Rule on Depreciation Costs
Texas does not include depreciation costs of drilling equipment in operating costs because they believe it is simply a measure of accounting for drilling equipment, which has already been purchased.
Oklahoma includes it, as the value of drilling equipment continually decreases over time with continued use
Clifton v. Koontz
Texas
A gas well was drilled and after continuation into the secondary term, no drilling or reworking operations were carried out for a considerable time. Plaintiffs claimed the lease cancelled due to cessation of production, alleging there was apreiod of time where operating costs exceeded profits
The court did not include depreciation and found the well to be producing in paying quantities after using the RPO test.
Stewart v. Amerada Hess Corp.
Oklahoma
The court found that the Hess lease had expired, as it failed the first test outright, and then failed the second test as it was found to have been held for a period of time longer than reasonable.
A cessation in OOQ does not ipso facto terminate the lease. There is a reasonable amount of time in which to reestablish PPQ. Operting costs were included in operating costs.
Ipso Facto
By the fact itself
Temporary Cessation of Production Doctrine
A temporary cessation of Production in paying quantities does not terminate a lease that provides it will remain in force and effect as long as oil and gas is produced. Applicability must be decided based upon the facts of the case.

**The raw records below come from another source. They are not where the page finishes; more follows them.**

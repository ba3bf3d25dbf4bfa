//! Type identities, type definitions and their attribute flags.

use bitflags::bitflags;
use serde::{Deserialize, Serialize};
use strum::Display;

use crate::metadata::{customattributes::CustomAttribute, signatures::TypeRef, token::Token};

/// Mask for extracting type visibility information.
pub const TYPE_VISIBILITY_MASK: u32 = 0x0000_0007;

bitflags! {
    #[derive(Debug, Clone, Copy, PartialEq, Eq, Hash, Serialize, Deserialize)]
    /// Type definition attributes
    pub struct TypeAttributes: u32 {
        /// Type has public scope
        const PUBLIC = 0x0000_0001;
        /// Nested type with public visibility
        const NESTED_PUBLIC = 0x0000_0002;
        /// Nested type with private visibility
        const NESTED_PRIVATE = 0x0000_0003;
        /// Nested type with family visibility
        const NESTED_FAMILY = 0x0000_0004;
        /// Nested type with assembly visibility
        const NESTED_ASSEMBLY = 0x0000_0005;
        /// Nested type with family and assembly visibility
        const NESTED_FAM_AND_ASSEM = 0x0000_0006;
        /// Nested type with family or assembly visibility
        const NESTED_FAM_OR_ASSEM = 0x0000_0007;
        /// Type is an interface
        const INTERFACE = 0x0000_0020;
        /// Class is abstract
        const ABSTRACT = 0x0000_0080;
        /// Class cannot be extended
        const SEALED = 0x0000_0100;
        /// Class name is special
        const SPECIAL_NAME = 0x0000_0400;
        /// Initialize the class any time before first static field access
        const BEFORE_FIELD_INIT = 0x0010_0000;
    }
}

/// Accessibility of a type, decoded from the visibility bits of [`TypeAttributes`]
#[derive(Debug, Clone, Copy, PartialEq, Eq, Display)]
pub enum TypeVisibility {
    /// Top-level, internal to the module
    NotPublic,
    /// Top-level, public
    Public,
    /// Nested public
    NestedPublic,
    /// Nested private
    NestedPrivate,
    /// Nested protected
    NestedFamily,
    /// Nested internal
    NestedAssembly,
    /// Nested protected and internal
    NestedFamAndAssem,
    /// Nested protected or internal
    NestedFamOrAssem,
}

impl TypeAttributes {
    /// Decodes the visibility bits
    #[must_use]
    pub fn visibility(self) -> TypeVisibility {
        match self.bits() & TYPE_VISIBILITY_MASK {
            0 => TypeVisibility::NotPublic,
            1 => TypeVisibility::Public,
            2 => TypeVisibility::NestedPublic,
            3 => TypeVisibility::NestedPrivate,
            4 => TypeVisibility::NestedFamily,
            5 => TypeVisibility::NestedAssembly,
            6 => TypeVisibility::NestedFamAndAssem,
            _ => TypeVisibility::NestedFamOrAssem,
        }
    }
}

/// A type defined in a module
#[derive(Debug, Clone, PartialEq, Serialize, Deserialize)]
pub struct TypeDef {
    /// Token of this type
    pub token: Token,
    /// Namespace, empty for nested types and the global namespace
    #[serde(default)]
    pub namespace: String,
    /// Bare name
    pub name: String,
    /// Attribute flags
    pub flags: TypeAttributes,
    /// Base type, `None` for `System.Object` and interfaces
    #[serde(default)]
    pub base: Option<TypeRef>,
    /// Enclosing type for nested types
    #[serde(default)]
    pub enclosing: Option<Token>,
    /// Custom attributes attached to the type
    #[serde(default)]
    pub attributes: Vec<CustomAttribute>,
    /// Methods declared by the type
    #[serde(default)]
    pub methods: Vec<Token>,
    /// Fields declared by the type
    #[serde(default)]
    pub fields: Vec<Token>,
    /// Properties declared by the type
    #[serde(default)]
    pub properties: Vec<Token>,
}

impl TypeDef {
    /// A new type without members; the token is assigned when added to a module
    pub fn new(namespace: impl Into<String>, name: impl Into<String>, flags: TypeAttributes) -> Self {
        TypeDef {
            token: Token::new(0),
            namespace: namespace.into(),
            name: name.into(),
            flags,
            base: None,
            enclosing: None,
            attributes: Vec::new(),
            methods: Vec::new(),
            fields: Vec::new(),
            properties: Vec::new(),
        }
    }

    /// True for interfaces
    #[must_use]
    pub fn is_interface(&self) -> bool {
        self.flags.contains(TypeAttributes::INTERFACE)
    }

    /// True for abstract classes and interfaces
    #[must_use]
    pub fn is_abstract(&self) -> bool {
        self.flags.contains(TypeAttributes::ABSTRACT)
    }

    /// Decoded accessibility
    #[must_use]
    pub fn visibility(&self) -> TypeVisibility {
        self.flags.visibility()
    }
}
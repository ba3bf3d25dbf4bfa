//! Configuration of a weave run.
//!
//! [`WeaveConfig`] names the module to rewrite and everything the run needs around it:
//! reference modules for resolving external aspect types, an optional strong-name key and
//! whether the debug-symbol side-file is carried along.
//!
//! # Examples
//!
//! ```rust
//! use aspectweave::WeaveConfig;
//!
//! let config = WeaveConfig::new("bin/Sample.module.json")
//!     .with_reference_list("lib/Aspects.module.json;;lib/Util.module.json")
//!     .with_key_file("Sample.snk");
//! assert_eq!(config.references.len(), 2);
//! assert!(config.validate().is_ok());
//! ```

use std::path::{Path, PathBuf};

use crate::{resolver::parse_reference_list, signing::SigningKey, Error, Result};

/// Settings of one [`crate::WeaveTask`]
#[derive(Debug, Clone, PartialEq, Eq)]
pub struct WeaveConfig {
    /// Module rewritten in place
    pub module: PathBuf,
    /// Modules used to resolve types the module references
    pub references: Vec<PathBuf>,
    /// Raw `.snk` key pair, or a `.pfx` with a companion `.snk`
    pub key_file: Option<PathBuf>,
    /// Name of a key in the key store
    pub key_container: Option<String>,
    /// Key store directory; defaults to the `ASPECTWEAVE_KEY_STORE` environment variable
    pub key_store: Option<PathBuf>,
    /// Remap and rewrite `<module>.pdb` when it exists (default: true)
    pub symbols: bool,
}

impl WeaveConfig {
    /// A configuration for the module at `module` with no references and no signing
    pub fn new(module: impl Into<PathBuf>) -> Self {
        WeaveConfig {
            module: module.into(),
            references: Vec::new(),
            key_file: None,
            key_container: None,
            key_store: None,
            symbols: true,
        }
    }

    /// Adds one reference module
    #[must_use]
    pub fn with_reference(mut self, path: impl Into<PathBuf>) -> Self {
        self.references.push(path.into());
        self
    }

    /// Adds every entry of a `;`-delimited reference list
    #[must_use]
    pub fn with_reference_list(mut self, list: &str) -> Self {
        self.references.extend(parse_reference_list(list));
        self
    }

    /// Signs the result with the key at `path`
    #[must_use]
    pub fn with_key_file(mut self, path: impl Into<PathBuf>) -> Self {
        self.key_file = Some(path.into());
        self
    }

    /// Signs the result with the key stored as `name`
    #[must_use]
    pub fn with_key_container(mut self, name: impl Into<String>) -> Self {
        self.key_container = Some(name.into());
        self
    }

    /// Looks key containers up in `dir`
    #[must_use]
    pub fn with_key_store(mut self, dir: impl Into<PathBuf>) -> Self {
        self.key_store = Some(dir.into());
        self
    }

    /// Enables or disables debug-symbol handling
    #[must_use]
    pub fn with_symbols(mut self, symbols: bool) -> Self {
        self.symbols = symbols;
        self
    }

    /// True if the run signs its output
    #[must_use]
    pub fn signs(&self) -> bool {
        self.key_file.is_some() || self.key_container.is_some()
    }

    /// Checks the configuration for inconsistencies that need no I/O
    ///
    /// # Errors
    /// Returns [`Error::InvalidConfig`] if no module path is given, a reference path is
    /// the module itself, or both a key file and a key container are set.
    pub fn validate(&self) -> Result<()> {
        if self.module.as_os_str().is_empty() {
            return Err(Error::InvalidConfig("no module path given".to_string()));
        }
        if let Some(reference) = self.references.iter().find(|r| r.as_path() == self.module) {
            return Err(Error::InvalidConfig(format!(
                "{} is listed as a reference of itself",
                reference.display()
            )));
        }
        if self.key_file.is_some() && self.key_container.is_some() {
            return Err(Error::InvalidConfig(
                "a key file and a key container are mutually exclusive".to_string(),
            ));
        }
        if self.key_container.as_deref().is_some_and(str::is_empty) {
            return Err(Error::InvalidConfig("the key container name is empty".to_string()));
        }
        Ok(())
    }

    /// Loads the configured signing key, if any
    ///
    /// # Errors
    /// Returns [`Error::SigningKey`] if the key cannot be read.
    pub fn signing_key(&self) -> Result<Option<SigningKey>> {
        if let Some(path) = &self.key_file {
            return SigningKey::from_file(path).map(Some);
        }
        if let Some(name) = &self.key_container {
            return SigningKey::from_container(name, self.key_store.as_deref()).map(Some);
        }
        Ok(None)
    }

    /// Path of the module's debug-symbol side-file
    #[must_use]
    pub fn symbols_path(&self) -> PathBuf {
        crate::file::symbols_path(Path::new(&self.module))
    }
}

#[cfg(test)]
mod tests {
    use super::*;

    #[test]
    fn test_defaults() {
        let config = WeaveConfig::new("Sample.module.json");
        assert!(config.symbols);
        assert!(!config.signs());
        assert!(config.references.is_empty());
        assert_eq!(config.symbols_path(), PathBuf::from("Sample.module.pdb"));
    }

    #[test]
    fn test_reference_list() {
        let config = WeaveConfig::new("Sample.module.json")
            .with_reference("System.module.json")
            .with_reference_list(" a.json ; ;b.json;");
        assert_eq!(
            config.references,
            vec![
                PathBuf::from("System.module.json"),
                PathBuf::from("a.json"),
                PathBuf::from("b.json")
            ]
        );
    }

    #[test]
    fn test_validate() {
        assert!(matches!(WeaveConfig::new("").validate(), Err(Error::InvalidConfig(_))));
        assert!(matches!(
            WeaveConfig::new("a.json").with_reference("a.json").validate(),
            Err(Error::InvalidConfig(_))
        ));
        assert!(matches!(
            WeaveConfig::new("a.json")
                .with_key_file("k.snk")
                .with_key_container("k")
                .validate(),
            Err(Error::InvalidConfig(_))
        ));
        assert!(WeaveConfig::new("a.json").with_key_container("k").validate().is_ok());
    }

    #[test]
    fn test_signing_key_none() -> Result<()> {
        assert!(WeaveConfig::new("a.json").signing_key()?.is_none());
        Ok(())
    }
}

Permanent Cessation of Production Rule
upon permanent cessation of production in paying quantities any time after the end of the primary term, a mineral lease automatically terminates.
Baytide V. Continental
Oklahoma
The court held that it is not the court order that terminates the lease. Rather, it is the failure to produce in paying quantities under the habendum clause during the lease’s secondary term.
Ridge v. Guinn
Texas
Ridge and Guinn owned an oil and gas lease covering two tracts, including a seperate possibility of a reverter. Only the Ridge tract had a producing well on it. Ridge moved to terminate the lease as to both tracts by shutting in its well for a period longer than 90 days. Ridge then formed a new lease with the owners and resumed production.
The court found that the lease had expired, as they found the cessation was permanent. The only way to view cessation as any way other than permanent would be if Guinn had achieved actual production by the end of the 90 day period, which it had not.